Sphingomyelin homeostasis is required to form functional enzymatic domains at the trans-Golgi network.

van Galen J, Campelo F, Martínez-Alonso E, Scarpa M, Martínez-Menárguez JÁ, Malhotra V - J. Cell Biol. (2014)

d-cer-C6 treatment causes permanent segregation of a Golgi-resident enzyme from its substrate. (A) Scheme of the trapping procedure using rapamycin (Rap.)-mediated dimerization of FRB and FKBP domains. The domain structure of the chimeric constructs TGN46-FRB-GFP and ST-FKBP-RFP is shown relative to the Golgi membrane.

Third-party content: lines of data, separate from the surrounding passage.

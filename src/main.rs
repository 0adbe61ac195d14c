use anyhow::{Context, Result};
use brickclick::capture::{self, FrameSourceKind};
use brickclick::detection::{ButtonRow, CircularityRange, DetectionParams};
use brickclick::diagnostics::{DumpObserver, Observers, PreviewObserver, StageObserver};
use brickclick::driver::{self, DriverConfig};
use brickclick::input;
use clap::Parser;
use image::Rgb;
use std::path::PathBuf;
use std::time::Duration;

#[derive(Parser, Debug)]
#[command(author, version, about, long_about = None)]
struct Args {
    /// Replay frames from this directory instead of capturing the screen
    #[arg(long)]
    frames_dir: Option<PathBuf>,

    /// Number of frames to process
    #[arg(long, default_value_t = 1)]
    frames_limit: u32,

    /// Gray values strictly below this count as brick pixels
    #[arg(long, default_value_t = 25)]
    black_threshold: u8,

    /// Minimum brick contour area in square pixels
    #[arg(long, default_value_t = 100.0)]
    min_area: f64,

    /// Lower (exclusive) bound of the accepted circularity
    #[arg(long, default_value_t = 0.71)]
    circularity_min: f64,

    /// Upper (exclusive) bound of the accepted circularity
    #[arg(long, default_value_t = 0.75)]
    circularity_max: f64,

    /// X coordinate of the first ball button
    #[arg(long, default_value_t = 255)]
    button_x: u32,

    /// Y coordinate of the ball button row
    #[arg(long, default_value_t = 130)]
    button_y: u32,

    /// Horizontal distance between ball buttons
    #[arg(long, default_value_t = 71)]
    button_step: u32,

    /// Number of ball buttons
    #[arg(long, default_value_t = 6)]
    button_count: u32,

    /// Exact colour of a ball button that can be bought, as R,G,B
    #[arg(long, default_value = "85,212,0", value_parser = parse_rgb)]
    button_ready_color: Rgb<u8>,

    /// Delay before the first frame, in milliseconds
    #[arg(long, default_value_t = 3000)]
    start_delay_ms: u64,

    /// Delay between frames, in milliseconds
    #[arg(long, default_value_t = 250)]
    iteration_delay_ms: u64,

    /// Write every pipeline stage to the diagnostics directory, overwriting
    /// the previous frame
    #[arg(long)]
    show: bool,

    /// Pause after each previewed frame, in milliseconds
    #[arg(long, default_value_t = 0)]
    show_delay_ms: u64,

    /// Save every pipeline stage as a timestamped PNG
    #[arg(long)]
    dump: bool,

    /// Output directory for --show and --dump
    #[arg(long, default_value = "dump")]
    diagnostics_dir: PathBuf,

    /// Detect bricks without clicking anything
    #[arg(long)]
    detect_only: bool,

    /// Enable debug logging
    #[arg(long)]
    debug: bool,
}

fn parse_rgb(value: &str) -> Result<Rgb<u8>, String> {
    let channels = value
        .split(',')
        .map(|part| part.trim().parse::<u8>())
        .collect::<Result<Vec<u8>, _>>()
        .map_err(|err| format!("invalid colour channel in {:?}: {}", value, err))?;

    match channels.as_slice() {
        &[r, g, b] => Ok(Rgb([r, g, b])),
        _ => Err(format!("expected R,G,B, got {:?}", value)),
    }
}

fn main() -> Result<()> {
    let args = Args::parse();

    // Initialize logging
    let log_level = if args.debug {
        tracing::Level::DEBUG
    } else {
        tracing::Level::INFO
    };

    tracing_subscriber::fmt()
        .with_max_level(log_level)
        .with_target(false)
        .init();

    tracing::info!("brickclick starting");

    let circularity = CircularityRange::new(args.circularity_min, args.circularity_max)
        .context("Invalid circularity range")?;
    let detection = DetectionParams::new(args.black_threshold, args.min_area, circularity);
    tracing::info!(
        "Bricks: gray < {}, area >= {}, circularity in ({}, {})",
        detection.black_threshold,
        detection.effective_min_area(),
        circularity.low(),
        circularity.high()
    );

    let buttons = ButtonRow {
        first: (args.button_x, args.button_y),
        x_step: args.button_step,
        count: args.button_count,
        ready_color: args.button_ready_color,
    };

    // Initialize frame source
    let source_kind = match &args.frames_dir {
        Some(dir) => FrameSourceKind::FileBacked(dir.clone()),
        None => FrameSourceKind::LiveScreen,
    };
    let mut source = capture::create_frame_source(&source_kind)
        .with_context(|| format!("Failed to initialize frame source {:?}", source_kind))?;

    // Initialize pointer input
    let mut input =
        input::create_input_sink(args.detect_only).context("Failed to initialize pointer input")?;

    // Initialize diagnostics
    let mut observers = Observers::new();
    if args.show {
        let preview = PreviewObserver::new(
            &args.diagnostics_dir,
            Duration::from_millis(args.show_delay_ms),
        )?;
        observers.push(Box::new(preview));
    }
    if args.dump {
        observers.push(Box::new(DumpObserver::new(&args.diagnostics_dir)?));
    }
    let observer: Option<&mut dyn StageObserver> = if observers.is_empty() {
        None
    } else {
        Some(&mut observers)
    };

    let mut config = DriverConfig::new(args.frames_limit, detection, buttons);
    config.detect_only = args.detect_only;
    config.start_delay = Duration::from_millis(args.start_delay_ms);
    config.iteration_delay = Duration::from_millis(args.iteration_delay_ms);

    // Main loop
    driver::run(&mut source, &mut input, &config, observer)?;

    Ok(())
}

#[cfg(test)]
mod tests {
    use super::*;
    use clap::CommandFactory;

    #[test]
    fn cli_definition_is_valid() {
        Args::command().debug_assert();
    }

    #[test]
    fn defaults_match_the_game_layout() {
        let args = Args::parse_from(["brickclick"]);
        assert_eq!(args.frames_limit, 1);
        assert_eq!(args.black_threshold, 25);
        assert_eq!(args.min_area, 100.0);
        assert_eq!((args.circularity_min, args.circularity_max), (0.71, 0.75));
        assert_eq!((args.button_x, args.button_y), (255, 130));
        assert_eq!((args.button_step, args.button_count), (71, 6));
        assert_eq!(args.button_ready_color, Rgb([85, 212, 0]));
        assert!(args.frames_dir.is_none());
        assert!(!args.detect_only);
    }

    #[test]
    fn colours_parse_as_rgb_triples() {
        assert_eq!(parse_rgb("1, 2,3"), Ok(Rgb([1, 2, 3])));
        assert!(parse_rgb("1,2").is_err());
        assert!(parse_rgb("1,2,300").is_err());
        assert!(parse_rgb("red").is_err());
    }
}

Transmembrane (TM), FRB, and FKBP domains and the N and C termini of the proteins are indicated. (B) HeLa cells expressing TGN46-FRB-GFP and ST-FKBP-RFP were treated with 20 µM l-cer-C6 or 20 µM d-cer-C6 for 4 h, after which 100 µM cycloheximide and DMSO or 500 nM rapamycin was added to the culture media for an additional 2 h. Cells were then fixed for fluorescence microscopy. (C) Quantitation of the relative colocalization of TGN46-FRB-GFP and ST-FKBP-RFP in the experiment shown in B, as measured by the Pearson’s correlation coefficient between the green and red channels. Bars show the mean values ± SEM of ≥10 cells counted from four independent experiments. (D) HeLa cells expressing TGN46-FRB-GFP and ST-FKBP-RFP were treated with DMSO or 500 nM rapamycin for 2 h, after which 100 µM cycloheximide and 20 µM l-cer-C6 or 20 µM d-cer-C6 were added to the culture media for an additional 4 h. Cells were then fixed, and the localization of TGN46-FRB-GFP and ST-FKBP-RFP was monitored by fluorescence microscopy. (E) Quantitation of the relative colocalization of TGN46-FRB-GFP and ST-FKBP-RFP in the experiment shown in D, as measured by the Pearson’s correlation coefficient between the green and red channels. Bars show the mean values ± SEM of ≥10 cells counted from four independent experiments. **, P < 0.01. Bars, 5 µm.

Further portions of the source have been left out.